Here’s a classic example of how you can take better pictures and grow as a photographer by forgetting FIP and using the computer between your ears!.

For the uninitiated, FIP is an acronym that stands for Fix In Photoshop, and it’s a term advertising photographers and art directors are using more all the time.

Without belittling them or Photoshop, I feel they decide to just FIP it all to often. After 35 years of being a pro in the trenches, working with both print and chrome retouchers, I have nothing against fixing or modifying an image after it’s been shot, so using today’s magical image editing software to alter an image after the fact is no big deal for me. But there is a joy I find in shooting a photograph clean.
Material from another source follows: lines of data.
//! Stores of serialized components keyed by search criteria.
//!
//! A catalogue holds `{id, criteria, obj}` items where `obj` is a
//! [`ComponentRecord`]. [`JsonCatalogue`] keeps items in one JSON document
//! on disk, with a `dbinfo` block written when the catalogue is created.

use std::path::{Path, PathBuf};

use joinery_ir::{criteria_match, CatalogueDocument, CatalogueItem, Criteria, DbInfo, LibInfo};
use tracing::debug;

use crate::component::{Component, LIB_NAME};
use crate::registry::{single_match, Registry};
use crate::{Error, Result};

/// Format version written into new JSON catalogues.
pub const JSON_CATALOGUE_VERSION: &str = "0.1";

/// Read access to a catalogue.
pub trait Catalogue {
    /// Every item, in insertion order.
    fn items(&self) -> &[CatalogueItem];

    /// Items whose criteria contain every pair of `query`.
    fn search(&self, query: &Criteria) -> Vec<&CatalogueItem> {
        self.items()
            .iter()
            .filter(|item| criteria_match(&item.criteria, query))
            .collect()
    }

    /// The single item matching `query`.
    fn find(&self, query: &Criteria) -> Result<&CatalogueItem> {
        single_match(self.search(query), query)
    }

    /// Item with the given id.
    fn item(&self, id: &str) -> Option<&CatalogueItem> {
        self.items().iter().find(|item| item.id == id)
    }

    /// Find the single item matching `query` and rebuild its component.
    fn get(&self, query: &Criteria, registry: &Registry) -> Result<Component> {
        registry.deserialize(&self.find(query)?.obj)
    }
}

/// Catalogue stored as a single JSON document.
///
/// Changes stay in memory until [`JsonCatalogue::save`].
///
/// ```no_run
/// use joinery::{Catalogue, Component, JsonCatalogue, Registry};
/// use joinery::primitives::{register_primitives, Cube};
/// use joinery_params::ParametricObject;
///
/// let mut catalogue = JsonCatalogue::open("parts.json")?;
/// let cube = Component::part(Cube::new([("size", 5.0)])?);
/// catalogue.add("cube_5", &cube, [("size".to_string(), 5.into())], false)?;
/// catalogue.save()?;
///
/// let mut registry = Registry::new();
/// register_primitives(&mut registry);
/// let query: joinery::Criteria = [("size".to_string(), 5.into())].into_iter().collect();
/// let again = catalogue.get(&query, &registry)?;
/// assert_eq!(again.params(), cube.params());
/// # Ok::<(), joinery::Error>(())
/// ```
#[derive(Debug)]
pub struct JsonCatalogue {
    path: Option<PathBuf>,
    doc: CatalogueDocument,
}

impl JsonCatalogue {
    fn fresh_document() -> CatalogueDocument {
        let lib = LibInfo {
            name: LIB_NAME.to_string(),
            version: env!("CARGO_PKG_VERSION").to_string(),
        };
        CatalogueDocument::new(DbInfo {
            name: "JsonCatalogue".to_string(),
            ver: JSON_CATALOGUE_VERSION.to_string(),
            lib,
        })
    }

    /// Open the catalogue at `path`, or start a new one there if the file
    /// does not exist. Nothing is written until [`save`](Self::save).
    pub fn open(path: impl AsRef<Path>) -> Result<Self> {
        let path = path.as_ref().to_path_buf();
        let doc = if path.exists() {
            CatalogueDocument::from_json(&std::fs::read_to_string(&path)?)?
        } else {
            Self::fresh_document()
        };
        debug!(path = %path.display(), items = doc.items.len(), "catalogue opened");
        Ok(Self {
            path: Some(path),
            doc,
        })
    }

    /// A catalogue with no backing file.
    pub fn in_memory() -> Self {
        Self {
            path: None,
            doc: Self::fresh_document(),
        }
    }

    /// Provenance block written at creation.
    pub fn dbinfo(&self) -> &DbInfo {
        &self.doc.dbinfo
    }

    /// Backing file, if any.
    pub fn path(&self) -> Option<&Path> {
        self.path.as_deref()
    }

    /// Serialize `component` and add it under `id`.
    ///
    /// An existing item with the same id is an error unless `force` is set,
    /// in which case it is removed and the new item appended. Returns the
    /// new item's index.
    pub fn add<I>(&mut self, id: &str, component: &Component, criteria: I, force: bool) -> Result<usize>
    where
        I: IntoIterator<Item = (String, serde_json::Value)>,
    {
        if let Some(pos) = self.doc.items.iter().position(|item| item.id == id) {
            if !force {
                return Err(Error::DuplicateCatalogueId(id.to_string()));
            }
            self.doc.items.remove(pos);
        }
        self.doc.items.push(CatalogueItem {
            id: id.to_string(),
            criteria: criteria.into_iter().collect(),
            obj: component.serialize(),
        });
        Ok(self.doc.items.len() - 1)
    }

    /// Write the document to its file; a no-op for in-memory catalogues.
    pub fn save(&self) -> Result<()> {
        let Some(path) = &self.path else {
            return Ok(());
        };
        std::fs::write(path, self.doc.to_json()?)?;
        debug!(path = %path.display(), items = self.doc.items.len(), "catalogue saved");
        Ok(())
    }

    /// Number of items.
    pub fn len(&self) -> usize {
        self.doc.items.len()
    }

    /// Returns true if the catalogue has no items.
    pub fn is_empty(&self) -> bool {
        self.doc.items.is_empty()
    }
}

impl Catalogue for JsonCatalogue {
    fn items(&self) -> &[CatalogueItem] {
        &self.doc.items
    }
}

#[cfg(test)]
mod tests {
    use super::*;
    use crate::primitives::{register_primitives, Block, Cube};
    use joinery_params::ParametricObject;
    use serde_json::json;

    fn criteria(pairs: &[(&str, serde_json::Value)]) -> Vec<(String, serde_json::Value)> {
        pairs.iter().map(|(k, v)| (k.to_string(), v.clone())).collect()
    }

    fn query(pairs: &[(&str, serde_json::Value)]) -> Criteria {
        criteria(pairs).into_iter().collect()
    }

    #[test]
    fn duplicate_ids_need_force() {
        let mut cat = JsonCatalogue::in_memory();
        let a = Component::part(Cube::with_defaults().unwrap());
        let b = Component::part(Block::with_defaults().unwrap());
        assert_eq!(cat.add("x", &a, criteria(&[("n", json!(1))]), false).unwrap(), 0);
        cat.add("y", &a, criteria(&[]), false).unwrap();
        assert!(matches!(
            cat.add("x", &b, criteria(&[]), false),
            Err(Error::DuplicateCatalogueId(ref id)) if id == "x"
        ));
        assert_eq!(cat.add("x", &b, criteria(&[]), true).unwrap(), 1);
        assert_eq!(cat.len(), 2);
        assert_eq!(cat.item("x").unwrap().obj.class, "Block");
        assert_eq!(cat.items()[0].id, "y");
    }

    #[test]
    fn search_and_find() {
        let mut cat = JsonCatalogue::in_memory();
        let cube = Component::part(Cube::with_defaults().unwrap());
        cat.add("a", &cube, criteria(&[("type", json!("cube")), ("size", json!(1))]), false)
            .unwrap();
        cat.add("b", &cube, criteria(&[("type", json!("cube")), ("size", json!(2))]), false)
            .unwrap();
        assert_eq!(cat.search(&query(&[("type", json!("cube"))])).len(), 2);
        assert_eq!(cat.find(&query(&[("size", json!(2))])).unwrap().id, "b");
        assert!(matches!(
            cat.find(&query(&[("type", json!("cube"))])),
            Err(Error::SearchMultipleFound { count: 2, .. })
        ));
        assert!(matches!(
            cat.find(&query(&[("size", json!(3))])),
            Err(Error::SearchNoneFound { .. })
        ));
    }

    #[test]
    fn save_and_reopen() {
        let dir = tempfile::tempdir().unwrap();
        let path = dir.path().join("parts.json");

        let mut cat = JsonCatalogue::open(&path).unwrap();
        assert!(cat.is_empty());
        assert!(!path.exists());
        let block = Component::part(Block::new([("length", 12.0), ("width", 3.0)]).unwrap());
        cat.add("plank", &block, criteria(&[("kind", json!("plank"))]), false)
            .unwrap();
        cat.save().unwrap();

        let reopened = JsonCatalogue::open(&path).unwrap();
        assert_eq!(reopened.len(), 1);
        assert_eq!(reopened.dbinfo().name, "JsonCatalogue");
        assert_eq!(reopened.dbinfo().ver, JSON_CATALOGUE_VERSION);
        assert_eq!(reopened.dbinfo().lib.name, "joinery");

        let mut registry = Registry::new();
        register_primitives(&mut registry);
        let rebuilt = reopened
            .get(&query(&[("kind", json!("plank"))]), &registry)
            .unwrap();
        assert_eq!(rebuilt.params(), block.params());
        assert!(rebuilt.world().is_none());
    }

    #[test]
    fn corrupt_file_is_json_error() {
        let dir = tempfile::tempdir().unwrap();
        let path = dir.path().join("broken.json");
        std::fs::write(&path, "{ not json").unwrap();
        assert!(matches!(JsonCatalogue::open(&path), Err(Error::Json(_))));
    }
}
Getting two swings at the ball is better than only getting one!
Furthermore, fixing a problem within a photograph can happen before or after it’s taken and it’s the wise photographer who examines the possibility of correcting something as early in the process as possible. While I don’t discount the greatness of Photoshop, I believe if you fix something before you shoot it, Photoshop becomes the second line of defense instead of the only chance to correct the problem.

Doubling the chances of getting it right is something all pros should be happy to explore.

Is Photoshop a deadly crutch?
But, I’m sad to say, as pros start relying more heavily on Photoshop as a crutch, they run the risk of losing their chops (a musician’s term for virtuosity when using their instrument). I have nothing against crutches but you can’t win a big race while using a pair! A crutch causes muscles to atrophy into uselessness and that can include the muscle between your ears!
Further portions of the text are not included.